When you start a new job, there’s always an already-established team of people who can support you. But at the Dragon’s Heart Hospital, everyone was new to what we were doing so it did feel like we were all in it together, we had to rely on each other’s skills and knowledge and there was a lot of trust built very quickly.

I think that’s what allowed the process to be as transformative as it was. We were all coming from zero: there wasn’t the type of hierarchical structure you see elsewhere in the system. Instead, it was completely collaborative and built on the need for speed and scale and therefore it didn’t matter about your job title just that you had the skills to do a certain task or job.

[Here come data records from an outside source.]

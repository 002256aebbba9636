//! Injected sources of uniform random values
//!
//! The core never touches a global RNG. Generation and sampling draw from a
//! `ValuationSource`, so each trial can be seeded on its own and tests can
//! replay exact draws.

use rand::rngs::StdRng;
use rand::{Rng, SeedableRng};

/// Supplies uniform values on the closed interval `[min, max]`
pub trait ValuationSource {
    fn uniform(&mut self, min: f64, max: f64) -> f64;
}

/// `StdRng`-backed source
pub struct SeededSource {
    rng: StdRng,
}

impl SeededSource {
    pub fn new(seed: u64) -> Self {
        SeededSource {
            rng: StdRng::seed_from_u64(seed),
        }
    }
}

impl ValuationSource for SeededSource {
    fn uniform(&mut self, min: f64, max: f64) -> f64 {
        self.rng.random_range(min..=max)
    }
}

/// Replays a fixed sequence of unit-interval draws, cycling when exhausted
///
/// Each stored value `u` in `[0, 1]` becomes `min + u * (max - min)`, so the
/// same script works for valuations and for Bernoulli picks.
#[derive(Debug, Clone)]
pub struct ScriptedSource {
    draws: Vec<f64>,
    next: usize,
}

impl ScriptedSource {
    pub fn new(draws: Vec<f64>) -> Self {
        ScriptedSource { draws, next: 0 }
    }

    /// Number of draws consumed so far
    pub fn consumed(&self) -> usize {
        self.next
    }
}

impl ValuationSource for ScriptedSource {
    fn uniform(&mut self, min: f64, max: f64) -> f64 {
        if self.draws.is_empty() {
            return min;
        }
        let u = self.draws[self.next % self.draws.len()];
        self.next += 1;
        min + u * (max - min)
    }
}
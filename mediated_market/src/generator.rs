use crate::valuation::ValuationSource;
use crate::{round2, Market, MarketError, Participant};

/// Build a market of `num_pairs` sellers and buyers
///
/// Every valuation is drawn independently from `[0, max_value]` and rounded to
/// 2 decimals. All buyer valuations are drawn before any seller valuation, so
/// a scripted source lists buyers first.
pub fn create_market<S>(
    source: &mut S,
    num_pairs: usize,
    max_value: f64,
) -> Result<Market, MarketError>
where
    S: ValuationSource + ?Sized,
{
    if !max_value.is_finite() || max_value <= 0.0 {
        return Err(MarketError::InvalidMaxValue(max_value));
    }

    let buyers: Vec<Participant> = (0..num_pairs)
        .map(|_| Participant::buyer(round2(source.uniform(0.0, max_value))))
        .collect();
    let sellers: Vec<Participant> = (0..num_pairs)
        .map(|_| Participant::seller(round2(source.uniform(0.0, max_value))))
        .collect();

    Ok(Market::from_pairs(sellers, buyers))
}

#[cfg(test)]
mod tests {
    use super::*;
    use crate::valuation::{ScriptedSource, SeededSource};

    #[test]
    fn test_create_market_sizes_and_flags() {
        let mut source = SeededSource::new(42);
        let market = create_market(&mut source, 50, 1000.0).unwrap();

        assert_eq!(market.sellers().len(), 50);
        assert_eq!(market.buyers().len(), 50);
        assert!(market.sellers().iter().all(|s| s.holds_product));
        assert!(market.buyers().iter().all(|b| !b.holds_product));
    }

    #[test]
    fn test_valuations_in_range_and_rounded() {
        let mut source = SeededSource::new(3);
        let market = create_market(&mut source, 200, 100.0).unwrap();

        for p in market.participants() {
            assert!((0.0..=100.0).contains(&p.valuation));
            assert_eq!(round2(p.valuation), p.valuation);
        }
    }

    #[test]
    fn test_buyers_are_drawn_before_sellers() {
        let mut source = ScriptedSource::new(vec![0.1, 0.2, 0.3, 0.4]);
        let market = create_market(&mut source, 2, 100.0).unwrap();

        let buyers: Vec<f64> = market.buyers().iter().map(|b| b.valuation).collect();
        let sellers: Vec<f64> = market.sellers().iter().map(|s| s.valuation).collect();
        assert_eq!(buyers, vec![10.0, 20.0]);
        assert_eq!(sellers, vec![30.0, 40.0]);
    }

    #[test]
    fn test_zero_pairs_yields_empty_market() {
        let mut source = SeededSource::new(0);
        let market = create_market(&mut source, 0, 1000.0).unwrap();
        assert!(market.is_empty());
    }

    #[test]
    fn test_rejects_non_positive_max_value() {
        let mut source = SeededSource::new(0);
        assert_eq!(
            create_market(&mut source, 5, 0.0),
            Err(MarketError::InvalidMaxValue(0.0))
        );
        assert!(create_market(&mut source, 5, -10.0).is_err());
        assert!(create_market(&mut source, 5, f64::INFINITY).is_err());
    }
}
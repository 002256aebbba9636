use crate::valuation::ValuationSource;
use crate::{Market, MarketError};

/// Bernoulli(p) draw: true when a unit-interval draw is at or below `p`
pub fn pick<S>(source: &mut S, p: f64) -> Result<bool, MarketError>
where
    S: ValuationSource + ?Sized,
{
    check_probability(p)?;
    Ok(source.uniform(0.0, 1.0) <= p)
}

/// Split a market into `(sample, ready)`
///
/// Each pair independently goes to the sample with probability `p`, keeping
/// both participants' valuations and flags. Both outputs keep the original
/// relative order. With `p == 0` every pair stays ready unless a draw is
/// exactly 0.0, since the draw is compared with `<=`.
pub fn break_market<S>(
    source: &mut S,
    market: &Market,
    p: f64,
) -> Result<(Market, Market), MarketError>
where
    S: ValuationSource + ?Sized,
{
    check_probability(p)?;

    let mut sample_sellers = Vec::new();
    let mut sample_buyers = Vec::new();
    let mut ready_sellers = Vec::with_capacity(market.len());
    let mut ready_buyers = Vec::with_capacity(market.len());

    for (seller, buyer) in market.pairs() {
        if source.uniform(0.0, 1.0) <= p {
            sample_sellers.push(*seller);
            sample_buyers.push(*buyer);
        } else {
            ready_sellers.push(*seller);
            ready_buyers.push(*buyer);
        }
    }

    tracing::trace!(
        sample = sample_sellers.len(),
        ready = ready_sellers.len(),
        p,
        "market partitioned"
    );

    Ok((
        Market::from_pairs(sample_sellers, sample_buyers),
        Market::from_pairs(ready_sellers, ready_buyers),
    ))
}

fn check_probability(p: f64) -> Result<(), MarketError> {
    if (0.0..=1.0).contains(&p) {
        Ok(())
    } else {
        Err(MarketError::InvalidProbability(p))
    }
}

#[cfg(test)]
mod tests {
    use super::*;
    use crate::valuation::{ScriptedSource, SeededSource};
    use crate::Participant;

    fn market(n: usize) -> Market {
        Market::new(
            (0..n).map(|i| Participant::seller(i as f64)).collect(),
            (0..n).map(|i| Participant::buyer(100.0 + i as f64)).collect(),
        )
        .unwrap()
    }

    #[test]
    fn test_pick_threshold_is_inclusive() {
        let mut source = ScriptedSource::new(vec![0.3, 0.31]);
        assert!(pick(&mut source, 0.3).unwrap());
        assert!(!pick(&mut source, 0.3).unwrap());
    }

    #[test]
    fn test_pick_rejects_out_of_range() {
        let mut source = SeededSource::new(0);
        assert_eq!(
            pick(&mut source, 1.5),
            Err(MarketError::InvalidProbability(1.5))
        );
        assert!(pick(&mut source, -0.1).is_err());
        assert!(pick(&mut source, f64::NAN).is_err());
    }

    #[test]
    fn test_break_market_is_stable_partition() {
        // pairs 0, 2, 3 go to the sample
        let mut source = ScriptedSource::new(vec![0.1, 0.9, 0.2, 0.5, 0.8]);
        let (sample, ready) = break_market(&mut source, &market(5), 0.5).unwrap();

        let sample_idx: Vec<f64> = sample.sellers().iter().map(|s| s.valuation).collect();
        let ready_idx: Vec<f64> = ready.sellers().iter().map(|s| s.valuation).collect();
        assert_eq!(sample_idx, vec![0.0, 2.0, 3.0]);
        assert_eq!(ready_idx, vec![1.0, 4.0]);

        // buyers travel with their paired seller
        let sample_buyers: Vec<f64> = sample.buyers().iter().map(|b| b.valuation).collect();
        assert_eq!(sample_buyers, vec![100.0, 102.0, 103.0]);
    }

    #[test]
    fn test_break_market_conserves_pairs() {
        let mut source = SeededSource::new(11);
        let original = market(100);
        let (sample, ready) = break_market(&mut source, &original, 0.27).unwrap();
        assert_eq!(sample.len() + ready.len(), original.len());
        assert_eq!(sample.sellers().len(), sample.buyers().len());
        assert_eq!(ready.sellers().len(), ready.buyers().len());
    }

    #[test]
    fn test_probability_zero_keeps_everything_ready() {
        let mut source = ScriptedSource::new(vec![0.4, 0.7, 0.01]);
        let original = market(3);
        let (sample, ready) = break_market(&mut source, &original, 0.0).unwrap();
        assert!(sample.is_empty());
        assert_eq!(ready, original);
    }

    #[test]
    fn test_probability_one_samples_everything() {
        let mut source = SeededSource::new(5);
        let original = market(20);
        let (sample, ready) = break_market(&mut source, &original, 1.0).unwrap();
        assert_eq!(sample, original);
        assert!(ready.is_empty());
    }

    #[test]
    fn test_break_market_rejects_invalid_probability() {
        let mut source = SeededSource::new(5);
        assert!(break_market(&mut source, &market(3), 2.0).is_err());
    }
}
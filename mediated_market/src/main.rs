//! Walk through a single small market step by step

use clap::Parser;
use mediated_market::generator::create_market;
use mediated_market::report::MarketReport;
use mediated_market::sampler::break_market;
use mediated_market::social_value::{better_social_value, max_social_value, true_social_value};
use mediated_market::{Mediator, SeededSource};
use tracing_subscriber::EnvFilter;

#[derive(Debug, Parser)]
#[command(about = "Demonstrate one sampled, mediated clearing pass")]
struct Args {
    /// Seller/buyer pairs
    #[arg(long, default_value_t = 10)]
    pairs: usize,

    /// Valuations are drawn from [0, max-value]
    #[arg(long, default_value_t = 100.0)]
    max_value: f64,

    /// Probability that a pair joins the sample
    #[arg(long, default_value_t = 0.3)]
    probability: f64,

    #[arg(long, default_value_t = 42)]
    seed: u64,
}

fn main() {
    tracing_subscriber::fmt()
        .with_env_filter(EnvFilter::try_from_default_env().unwrap_or_else(|_| EnvFilter::new("info")))
        .init();

    let args = Args::parse();
    if let Err(e) = run(&args) {
        eprintln!("Error: {}", e);
        std::process::exit(1);
    }
}

fn run(args: &Args) -> Result<(), mediated_market::MarketError> {
    let mut source = SeededSource::new(args.seed);

    let market = create_market(&mut source, args.pairs, args.max_value)?;
    println!("The market:");
    print!("{}", market);

    let (sample, ready) = break_market(&mut source, &market, args.probability)?;
    println!();

    println!("The sample market:");
    print!("{}", sample);
    let mut mediator = Mediator::from_sample(&sample, args.max_value);
    let prices = mediator.prices();
    println!("Seller average price = {:.2}", prices.seller);
    println!("Buyer average price = {:.2}", prices.buyer);
    println!();

    let clearing = mediator.clear(&ready);
    println!("The ready market after the run:");
    print!(
        "{}",
        MarketReport::with_stock(&clearing.market, &clearing.stock)
    );
    println!();

    println!("Best social value: {:.2}", max_social_value(&ready));
    println!("Social value got: {:.2}", true_social_value(&clearing.market));
    println!(
        "Social value with stock returned: {:.2}",
        better_social_value(&clearing.market, &clearing.stock)
    );

    Ok(())
}
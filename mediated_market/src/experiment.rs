use crate::analysis::StepSummary;
use crate::config::SweepParams;
use crate::error::{ExperimentError, Result};
use crate::generator::create_market;
use crate::mediator::Mediator;
use crate::sampler::break_market;
use crate::social_value::{better_social_value, max_social_value, true_social_value};
use crate::valuation::{SeededSource, ValuationSource};
use crate::{round_to, MarketError};
use serde::{Deserialize, Serialize};
use trials::{simple_progress_reporter, TrialRunner};

/// Scores of one generate → sample → clear round
#[derive(Debug, Clone, Copy, PartialEq, Serialize, Deserialize)]
pub struct TrialOutcome {
    /// Offline optimum of the ready market
    pub best: f64,
    /// Social value after clearing
    pub realized: f64,
    /// Social value after clearing with unsold stock returned
    pub with_returned_stock: f64,
    /// Pairs diverted to the sample
    pub sample_size: usize,
}

/// Run one full trial on a fresh market
///
/// The sample only sets the mediator's starting thresholds; it is excluded
/// from clearing and from every score.
pub fn run_trial<S>(
    source: &mut S,
    num_pairs: usize,
    max_value: f64,
    probability: f64,
) -> std::result::Result<TrialOutcome, MarketError>
where
    S: ValuationSource + ?Sized,
{
    let market = create_market(source, num_pairs, max_value)?;
    let (sample, ready) = break_market(source, &market, probability)?;

    let mut mediator = Mediator::from_sample(&sample, max_value);
    let clearing = mediator.clear(&ready);

    Ok(TrialOutcome {
        best: max_social_value(&ready),
        realized: true_social_value(&clearing.market),
        with_returned_stock: better_social_value(&clearing.market, &clearing.stock),
        sample_size: sample.len(),
    })
}

/// Sampling probabilities `0, step, 2*step, ...` up to 1
///
/// Points are computed from their index, capped at 1 and rounded to 3
/// decimals, so accumulated floating-point drift never pushes the last point
/// past 1.
pub fn probability_grid(step: f64) -> std::result::Result<Vec<f64>, MarketError> {
    if !(step > 0.0 && step <= 1.0) {
        return Err(MarketError::InvalidProbability(step));
    }
    // tolerance keeps 1/0.01 from flooring to 99
    let points = (1.0 / step + 1e-9).floor() as usize + 1;
    Ok((0..points)
        .map(|i| round_to((i as f64 * step).min(1.0), 3))
        .collect())
}

/// Seed for trial `trial` of grid point `step_index`
///
/// Arithmetic wraps in `u64`, so any parameters give a seed.
pub fn trial_seed(base_seed: u64, step_index: usize, trials_per_step: usize, trial: usize) -> u64 {
    (step_index as u64)
        .wrapping_mul(trials_per_step as u64)
        .wrapping_add(trial as u64)
        .wrapping_add(base_seed)
}

/// Run the full sweep, one `StepSummary` per grid point
///
/// Every trial of every step goes through a single parallel batch. Trials
/// that panic are logged and left out of their step's aggregate; an invalid
/// market parameter aborts the sweep.
pub fn run_sweep(params: &SweepParams) -> Result<Vec<StepSummary>> {
    let grid = probability_grid(params.probability_step)?;
    let per_step = params.trials_per_step;
    let total = grid.len().checked_mul(per_step).ok_or_else(|| {
        ExperimentError::InvalidConfig(format!(
            "{} steps of {} trials overflow the trial count",
            grid.len(),
            per_step
        ))
    })?;

    let mut runner = TrialRunner::new(total, |trial_id| {
        let (step_index, trial) = (trial_id / per_step, trial_id % per_step);
        let seed = trial_seed(params.base_seed, step_index, per_step, trial);
        let mut source = SeededSource::new(seed);
        run_trial(&mut source, params.num_pairs, params.max_value, grid[step_index])
    })
    .progress(simple_progress_reporter(per_step.saturating_mul(10)));
    if let Some(n) = params.num_threads {
        runner = runner.num_threads(n);
    }
    let results = runner.run();

    let mut summaries = Vec::with_capacity(grid.len());
    for (&probability, step_results) in grid.iter().zip(results.chunks(per_step.max(1))) {
        let mut outcomes = Vec::with_capacity(per_step);
        for (trial, result) in step_results.iter().enumerate() {
            match result {
                Ok(Ok(outcome)) => outcomes.push(*outcome),
                Ok(Err(e)) => return Err(ExperimentError::Market(e.clone())),
                Err(panic) => {
                    tracing::warn!(probability, trial, "skipping failed trial: {}", panic)
                }
            }
        }

        if outcomes.len() < per_step {
            tracing::warn!(
                probability,
                "{}/{} trials failed",
                per_step - outcomes.len(),
                per_step
            );
        }

        let summary = StepSummary::from_outcomes(probability, &outcomes);
        tracing::debug!(
            probability,
            realized = summary.realized_success_rate,
            returned = summary.returned_success_rate,
            "step complete"
        );
        summaries.push(summary);
    }

    Ok(summaries)
}

#[cfg(test)]
mod tests {
    use super::*;
    use crate::valuation::ScriptedSource;
    use approx::assert_abs_diff_eq;

    #[test]
    fn test_probability_grid_hundredths() {
        let grid = probability_grid(0.01).unwrap();
        assert_eq!(grid.len(), 101);
        assert_eq!(grid[0], 0.0);
        assert_eq!(grid[27], 0.27);
        assert_eq!(grid[100], 1.0);
    }

    #[test]
    fn test_probability_grid_uneven_step() {
        let grid = probability_grid(0.3).unwrap();
        assert_eq!(grid, vec![0.0, 0.3, 0.6, 0.9]);
    }

    #[test]
    fn test_probability_grid_single_step() {
        assert_eq!(probability_grid(1.0).unwrap(), vec![0.0, 1.0]);
    }

    #[test]
    fn test_probability_grid_rejects_bad_step() {
        assert!(probability_grid(0.0).is_err());
        assert!(probability_grid(-0.1).is_err());
        assert!(probability_grid(1.1).is_err());
    }

    #[test]
    fn test_trial_seeds_are_distinct_across_steps() {
        let a = trial_seed(42, 0, 10, 9);
        let b = trial_seed(42, 1, 10, 0);
        assert_eq!(a + 1, b);
    }

    #[test]
    fn test_trial_seed_wraps_instead_of_overflowing() {
        let seed = trial_seed(u64::MAX, usize::MAX, usize::MAX, usize::MAX);
        let expected = (usize::MAX as u64)
            .wrapping_mul(usize::MAX as u64)
            .wrapping_add(usize::MAX as u64)
            .wrapping_add(u64::MAX);
        assert_eq!(seed, expected);
        assert_eq!(trial_seed(u64::MAX, 0, 10, 1), 0);
    }

    #[test]
    fn test_run_trial_scripted() {
        // buyers 60, 1; sellers 5, 50; both pairs go to the ready market
        let mut source = ScriptedSource::new(vec![0.6, 0.01, 0.05, 0.5, 0.9, 0.9]);
        let outcome = run_trial(&mut source, 2, 100.0, 0.5).unwrap();

        // empty sample: thresholds start at 50/50 with zero weight
        // pair 0: 5 <= 50 bought, 60 >= 50 sold; pS=5, pB=60
        // pair 1: 50 > 5 kept, 1 < 60 not served
        assert_eq!(outcome.sample_size, 0);
        assert_abs_diff_eq!(outcome.best, 110.0);
        assert_abs_diff_eq!(outcome.realized, 110.0);
        assert_abs_diff_eq!(outcome.with_returned_stock, 110.0);
    }

    #[test]
    fn test_run_trial_everything_sampled() {
        let mut source = SeededSource::new(9);
        let outcome = run_trial(&mut source, 30, 1000.0, 1.0).unwrap();
        assert_eq!(outcome.sample_size, 30);
        assert_eq!(outcome.best, 0.0);
        assert_eq!(outcome.realized, 0.0);
    }

    #[test]
    fn test_run_trial_propagates_invalid_input() {
        let mut source = SeededSource::new(9);
        assert_eq!(
            run_trial(&mut source, 10, 1000.0, 1.2),
            Err(MarketError::InvalidProbability(1.2))
        );
        assert_eq!(
            run_trial(&mut source, 10, 0.0, 0.5),
            Err(MarketError::InvalidMaxValue(0.0))
        );
    }

    #[test]
    fn test_run_sweep_small() {
        let params = SweepParams {
            name: "test".to_string(),
            num_pairs: 20,
            max_value: 100.0,
            trials_per_step: 5,
            probability_step: 0.25,
            base_seed: 1,
            num_threads: Some(2),
        };

        let steps = run_sweep(&params).unwrap();
        assert_eq!(steps.len(), 5);
        for step in &steps {
            assert_eq!(step.completed_trials, 5);
            assert!(step.realized_success_rate <= step.returned_success_rate + 1e-9);
            assert!(step.returned_success_rate <= 1.0 + 1e-9);
        }
        // at p=1 nothing is left to clear
        assert_eq!(steps[4].mean_best, 0.0);
        assert_eq!(steps[4].realized_success_rate, 0.0);
    }

    #[test]
    fn test_run_sweep_step_matches_seeded_trials() {
        let params = SweepParams {
            num_pairs: 12,
            max_value: 500.0,
            trials_per_step: 3,
            probability_step: 0.5,
            base_seed: 7,
            num_threads: Some(3),
            ..SweepParams::default()
        };
        let steps = run_sweep(&params).unwrap();

        let outcomes: Vec<TrialOutcome> = (0..3)
            .map(|trial| {
                let mut source = SeededSource::new(trial_seed(7, 1, 3, trial));
                run_trial(&mut source, 12, 500.0, 0.5).unwrap()
            })
            .collect();
        assert_eq!(steps[1], StepSummary::from_outcomes(0.5, &outcomes));
    }

    #[test]
    fn test_run_sweep_rejects_overflowing_trial_count() {
        let params = SweepParams {
            trials_per_step: usize::MAX,
            probability_step: 0.5,
            ..SweepParams::default()
        };
        assert!(matches!(
            run_sweep(&params),
            Err(ExperimentError::InvalidConfig(_))
        ));
    }

    #[test]
    fn test_run_sweep_is_deterministic() {
        let params = SweepParams {
            num_pairs: 15,
            trials_per_step: 4,
            probability_step: 0.5,
            ..SweepParams::default()
        };
        assert_eq!(run_sweep(&params).unwrap(), run_sweep(&params).unwrap());
    }
}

We started from scratch and we felt like there was nothing we couldn’t do. We weren’t fighting the inherent barriers of doing things the way they’ve always been done. The 3 touch points during the day to allow the teams to come together, make decisions, agree actions, escalate problems, link people together and be heard was very important. Not always easy to chair but invaluable for allowing people to just get on.

This was a big lesson for me from the Dragon’s Heart Hospital. If we want staff be truly innovative and make real change to our services then we need to empower them to progress and develop their ideas fully, share in the vision but making it real for them and support them by giving them support and space and connect them to others rather than being averse to changing the status-quo.

Being a leader in a system such as ours is about having an intimate knowledge of its strategy so that you’re able to demonstrate to your colleagues how their individual work contributes towards the whole.

We have to trust that the people who are delivering care to patients every single day have valid ideas about how they can improve what they do. Everyone can be an expert but if you allow an organisation’s culture to get in the way of their ideas, they will simply be lost.

Trust is the most important thing. Trusting people, trusting your colleagues, trusting the process, trusting yourself. Everyone has moments where they question whether they’re up to the challenge. It helps if you have someone who’s willing to fight in your corner but you might not always have that person so you have to have confidence in yourself and how your own work is contributing to the system’s shared goal.

Secondly, you have to focus on the relationships. Getting the right people on board should really be the starting line for any new project and providing the structure and space for those relationships to flourish. We’re all guilty of working in our own silos to an extent but we can accomplish much more if we work to break those barriers down first.

I think that we already have a very engaged workforce; it’s clear that everyone who works in the NHS cares a lot about their job and making things better for the people we serve. There are also a lot of really skilled people out there whose talents are unutilised or under-utilised. We need to tap into that talent and really bring it to the forefront of our service delivery by making the goals of an incredibly complex system seem tangible to people at every level of that system, bringing them together to achieve them.

That’s what the Dragon’s Heart Hospital did, and what I believe its namesake, the Dragon’s Heart Institute has the potential to do. If we can capture that spirit of collaboration and the feeling that we’re, each of us, pulling together towards a common purpose there will be nothing we cannot achieve.